• GOAL OF THE EXERCISE
Keeping each line intact, print the whole listing.

+++

//! bagfilter - Export ROS1 .bag files filtered down to selected topics
//!
//! This library indexes the topics and message types of one or more bag
//! files, keeps a selection over them (by topic or by message type) and
//! produces a filtered copy of every bag through `rosbag filter`.
//!
//! # Features
//!
//! - **Catalog**: merged topic / message type index across bags
//! - **Selection**: toggle, select-all, regex select, invert, by topic or by type
//! - **Export**: one `rosbag filter` process per bag, spawned without a shell,
//!   exit status checked, failures isolated per bag
//! - **Session state**: no load, edit or second export while an export runs
//! - **Parallel processing**: optional concurrent per-bag export on a worker
//!
//! # Example
//!
//! ```rust,no_run
//! use bagfilter::{ExportOptions, Grouping, ProcessRunner, RosbagReader, Session};
//! use std::path::Path;
//!
//! let mut session = Session::new();
//! session.load(&["drive_1.bag", "drive_2.bag"], &RosbagReader)?;
//! session.set_grouping(Grouping::ByMessageType)?;
//! session.toggle("sensor_msgs/Image")?;
//!
//! let report = session.export_all(Path::new("/tmp"), &ExportOptions::default(), &ProcessRunner)?;
//! println!("{} written, {} failed", report.succeeded(), report.failed());
//! # Ok::<(), anyhow::Error>(())
//! ```

pub mod catalog;
pub mod cli;
pub mod command;
pub mod error;
pub mod export;
pub mod filter;
pub mod inspect;
pub mod rosbags_io;
pub mod selection;
pub mod session;
pub mod state;

// Re-export main types for convenience
pub use catalog::TopicCatalog;
pub use error::FilterError;
pub use export::{ExportJob, ExportOptions, ExportReport, FilterRunner, ProcessRunner};
pub use rosbags_io::{BagDescriptor, BagReader, RosbagReader};
pub use selection::{Grouping, SelectionSet};
pub use session::Session;
pub use state::SessionState;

+++

• SOLUTION TO THE EXERCISE
//! bagfilter - Export ROS1 .bag files filtered down to selected topics
//!
//! This library indexes the topics and message types of one or more bag
//! files, keeps a selection over them (by topic or by message type) and
//! produces a filtered copy of every bag through `rosbag filter`.
//!
//! # Features
//!
//! - **Catalog**: merged topic / message type index across bags
//! - **Selection**: toggle, select-all, regex select, invert, by topic or by type
//! - **Export**: one `rosbag filter` process per bag, spawned without a shell,
//!   exit status checked, failures isolated per bag
//! - **Session state**: no load, edit or second export while an export runs
//! - **Parallel processing**: optional concurrent per-bag export on a worker
//!
//! # Example
//!
//! ```rust,no_run
//! use bagfilter::{ExportOptions, Grouping, ProcessRunner, RosbagReader, Session};
//! use std::path::Path;
//!
//! let mut session = Session::new();
//! session.load(&["drive_1.bag", "drive_2.bag"], &RosbagReader)?;
//! session.set_grouping(Grouping::ByMessageType)?;
//! session.toggle("sensor_msgs/Image")?;
//!
//! let report = session.export_all(Path::new("/tmp"), &ExportOptions::default(), &ProcessRunner)?;
//! println!("{} written, {} failed", report.succeeded(), report.failed());
//! # Ok::<(), anyhow::Error>(())
//! ```

pub mod catalog;
pub mod cli;
pub mod command;
pub mod error;
pub mod export;
pub mod filter;
pub mod inspect;
pub mod rosbags_io;
pub mod selection;
pub mod session;
pub mod state;

// Re-export main types for convenience
pub use catalog::TopicCatalog;
pub use error::FilterError;
pub use export::{ExportJob, ExportOptions, ExportReport, FilterRunner, ProcessRunner};
pub use rosbags_io::{BagDescriptor, BagReader, RosbagReader};
pub use selection::{Grouping, SelectionSet};
pub use session::Session;
pub use state::SessionState;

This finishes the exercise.